--- Exercise description ---
Once the line with "let mut crc_page" is found in the data, output it and each following line exactly, up to and including the line with "crc_page.extend_from_slice(&data);", and nothing before or after.

Task data below:

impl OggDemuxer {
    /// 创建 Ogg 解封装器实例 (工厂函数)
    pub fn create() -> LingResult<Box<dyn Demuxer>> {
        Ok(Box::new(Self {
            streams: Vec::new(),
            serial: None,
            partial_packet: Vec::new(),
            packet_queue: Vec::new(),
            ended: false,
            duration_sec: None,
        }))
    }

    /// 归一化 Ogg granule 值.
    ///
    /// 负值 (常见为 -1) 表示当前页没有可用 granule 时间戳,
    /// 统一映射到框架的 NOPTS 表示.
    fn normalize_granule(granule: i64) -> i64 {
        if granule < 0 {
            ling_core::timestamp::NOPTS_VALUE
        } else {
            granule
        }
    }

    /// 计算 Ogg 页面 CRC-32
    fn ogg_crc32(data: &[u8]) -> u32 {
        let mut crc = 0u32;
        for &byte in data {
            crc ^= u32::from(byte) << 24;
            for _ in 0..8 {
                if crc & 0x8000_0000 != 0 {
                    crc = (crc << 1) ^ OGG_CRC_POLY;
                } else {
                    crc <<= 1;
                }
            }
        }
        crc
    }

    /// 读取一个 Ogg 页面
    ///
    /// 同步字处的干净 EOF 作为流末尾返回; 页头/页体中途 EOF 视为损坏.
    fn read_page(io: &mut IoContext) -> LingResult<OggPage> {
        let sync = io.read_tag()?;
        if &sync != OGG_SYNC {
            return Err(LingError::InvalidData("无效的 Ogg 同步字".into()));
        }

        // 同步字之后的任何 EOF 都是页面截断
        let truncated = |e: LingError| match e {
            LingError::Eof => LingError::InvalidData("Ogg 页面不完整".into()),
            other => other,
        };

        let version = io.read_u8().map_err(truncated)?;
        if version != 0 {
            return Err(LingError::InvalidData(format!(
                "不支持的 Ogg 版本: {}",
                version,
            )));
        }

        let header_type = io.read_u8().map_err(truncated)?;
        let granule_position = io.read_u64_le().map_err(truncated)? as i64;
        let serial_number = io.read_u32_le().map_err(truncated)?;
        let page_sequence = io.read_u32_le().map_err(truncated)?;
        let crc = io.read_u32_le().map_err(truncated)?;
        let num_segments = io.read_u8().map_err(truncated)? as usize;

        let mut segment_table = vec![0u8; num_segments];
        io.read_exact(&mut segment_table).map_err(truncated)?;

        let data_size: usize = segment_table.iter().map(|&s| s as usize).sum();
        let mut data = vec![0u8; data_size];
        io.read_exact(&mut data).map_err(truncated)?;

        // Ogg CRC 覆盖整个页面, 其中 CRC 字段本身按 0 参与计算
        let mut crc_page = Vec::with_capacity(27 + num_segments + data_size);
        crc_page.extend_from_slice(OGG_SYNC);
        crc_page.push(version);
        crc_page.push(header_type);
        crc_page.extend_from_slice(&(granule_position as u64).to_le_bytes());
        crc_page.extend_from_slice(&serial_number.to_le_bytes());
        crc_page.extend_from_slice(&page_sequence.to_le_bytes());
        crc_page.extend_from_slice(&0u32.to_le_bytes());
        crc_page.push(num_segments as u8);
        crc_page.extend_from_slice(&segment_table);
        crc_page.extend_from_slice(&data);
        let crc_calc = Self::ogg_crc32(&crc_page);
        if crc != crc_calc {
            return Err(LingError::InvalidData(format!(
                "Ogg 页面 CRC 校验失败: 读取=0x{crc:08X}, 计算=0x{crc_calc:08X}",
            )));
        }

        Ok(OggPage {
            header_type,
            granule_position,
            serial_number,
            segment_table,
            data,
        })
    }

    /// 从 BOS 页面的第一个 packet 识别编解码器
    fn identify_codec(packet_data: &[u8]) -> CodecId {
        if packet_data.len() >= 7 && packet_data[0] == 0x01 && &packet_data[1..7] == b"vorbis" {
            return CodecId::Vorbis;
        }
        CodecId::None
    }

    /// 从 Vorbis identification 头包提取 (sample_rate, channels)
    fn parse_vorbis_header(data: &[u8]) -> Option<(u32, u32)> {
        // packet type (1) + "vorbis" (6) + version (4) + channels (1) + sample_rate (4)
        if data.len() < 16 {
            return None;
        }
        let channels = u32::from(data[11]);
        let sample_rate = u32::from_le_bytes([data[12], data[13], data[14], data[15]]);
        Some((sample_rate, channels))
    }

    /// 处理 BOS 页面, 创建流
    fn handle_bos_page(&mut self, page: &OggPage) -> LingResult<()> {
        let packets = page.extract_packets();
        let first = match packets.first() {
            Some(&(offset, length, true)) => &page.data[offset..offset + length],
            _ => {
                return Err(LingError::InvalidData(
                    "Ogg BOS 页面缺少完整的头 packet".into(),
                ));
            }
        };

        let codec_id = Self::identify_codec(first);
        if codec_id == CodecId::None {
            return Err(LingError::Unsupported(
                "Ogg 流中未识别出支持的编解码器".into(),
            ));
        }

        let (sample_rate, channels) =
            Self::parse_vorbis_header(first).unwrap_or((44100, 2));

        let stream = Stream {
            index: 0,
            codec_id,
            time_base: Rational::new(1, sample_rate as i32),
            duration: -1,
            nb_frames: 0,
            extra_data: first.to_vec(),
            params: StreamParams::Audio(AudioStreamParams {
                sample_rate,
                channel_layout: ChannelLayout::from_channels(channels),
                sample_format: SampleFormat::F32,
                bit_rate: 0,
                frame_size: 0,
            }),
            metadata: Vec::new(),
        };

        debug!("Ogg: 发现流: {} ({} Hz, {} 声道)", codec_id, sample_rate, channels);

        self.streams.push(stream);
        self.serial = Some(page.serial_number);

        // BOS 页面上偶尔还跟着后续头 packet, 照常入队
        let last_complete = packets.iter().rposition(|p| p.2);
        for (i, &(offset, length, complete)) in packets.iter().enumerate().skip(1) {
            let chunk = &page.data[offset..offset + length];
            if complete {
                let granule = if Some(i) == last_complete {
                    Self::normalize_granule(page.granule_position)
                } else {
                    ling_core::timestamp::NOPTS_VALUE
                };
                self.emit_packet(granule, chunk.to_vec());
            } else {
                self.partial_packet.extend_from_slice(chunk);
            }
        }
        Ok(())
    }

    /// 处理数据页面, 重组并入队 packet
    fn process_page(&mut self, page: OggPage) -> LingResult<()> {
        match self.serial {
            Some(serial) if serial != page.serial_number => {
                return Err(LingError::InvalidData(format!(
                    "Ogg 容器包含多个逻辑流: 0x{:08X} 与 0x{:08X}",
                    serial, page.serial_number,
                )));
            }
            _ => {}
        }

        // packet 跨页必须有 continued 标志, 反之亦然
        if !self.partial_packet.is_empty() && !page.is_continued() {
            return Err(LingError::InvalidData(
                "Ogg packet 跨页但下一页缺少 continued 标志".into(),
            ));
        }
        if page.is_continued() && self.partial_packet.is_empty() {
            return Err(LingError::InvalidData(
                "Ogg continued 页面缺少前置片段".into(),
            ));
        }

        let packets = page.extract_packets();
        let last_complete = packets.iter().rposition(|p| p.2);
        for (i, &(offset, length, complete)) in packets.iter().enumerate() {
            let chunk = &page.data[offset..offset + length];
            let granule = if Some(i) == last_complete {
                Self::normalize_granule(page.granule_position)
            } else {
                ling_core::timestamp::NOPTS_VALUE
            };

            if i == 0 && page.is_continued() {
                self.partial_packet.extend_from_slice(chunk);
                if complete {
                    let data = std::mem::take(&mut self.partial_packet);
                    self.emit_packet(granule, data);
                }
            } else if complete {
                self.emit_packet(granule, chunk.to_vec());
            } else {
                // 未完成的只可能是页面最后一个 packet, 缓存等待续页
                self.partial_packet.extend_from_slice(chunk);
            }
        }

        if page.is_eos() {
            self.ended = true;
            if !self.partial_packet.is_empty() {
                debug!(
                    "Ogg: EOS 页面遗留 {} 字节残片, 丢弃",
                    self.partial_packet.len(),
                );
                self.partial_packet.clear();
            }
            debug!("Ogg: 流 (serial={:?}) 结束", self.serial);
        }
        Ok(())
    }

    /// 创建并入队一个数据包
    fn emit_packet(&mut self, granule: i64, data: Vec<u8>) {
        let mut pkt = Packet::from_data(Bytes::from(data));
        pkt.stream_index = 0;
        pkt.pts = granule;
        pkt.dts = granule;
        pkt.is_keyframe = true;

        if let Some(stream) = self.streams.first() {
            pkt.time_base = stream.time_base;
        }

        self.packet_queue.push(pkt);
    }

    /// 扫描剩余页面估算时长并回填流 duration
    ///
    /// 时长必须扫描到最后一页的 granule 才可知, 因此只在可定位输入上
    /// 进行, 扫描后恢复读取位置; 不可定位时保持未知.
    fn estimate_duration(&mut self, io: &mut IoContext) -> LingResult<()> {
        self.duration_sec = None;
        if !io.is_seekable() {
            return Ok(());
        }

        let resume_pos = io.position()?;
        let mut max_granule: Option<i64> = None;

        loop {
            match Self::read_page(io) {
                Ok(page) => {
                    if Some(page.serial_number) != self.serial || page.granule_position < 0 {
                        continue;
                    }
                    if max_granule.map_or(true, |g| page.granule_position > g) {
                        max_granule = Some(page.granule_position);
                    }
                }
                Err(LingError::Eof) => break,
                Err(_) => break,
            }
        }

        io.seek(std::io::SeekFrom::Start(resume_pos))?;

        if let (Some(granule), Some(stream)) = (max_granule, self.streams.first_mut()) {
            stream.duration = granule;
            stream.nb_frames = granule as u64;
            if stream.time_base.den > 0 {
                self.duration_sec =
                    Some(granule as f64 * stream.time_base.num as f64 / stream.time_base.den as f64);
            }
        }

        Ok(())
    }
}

End of Task data.

--- Task answer ---
        let mut crc_page = Vec::with_capacity(27 + num_segments + data_size);
        crc_page.extend_from_slice(OGG_SYNC);
        crc_page.push(version);
        crc_page.push(header_type);
        crc_page.extend_from_slice(&(granule_position as u64).to_le_bytes());
        crc_page.extend_from_slice(&serial_number.to_le_bytes());
        crc_page.extend_from_slice(&page_sequence.to_le_bytes());
        crc_page.extend_from_slice(&0u32.to_le_bytes());
        crc_page.push(num_segments as u8);
        crc_page.extend_from_slice(&segment_table);
        crc_page.extend_from_slice(&data);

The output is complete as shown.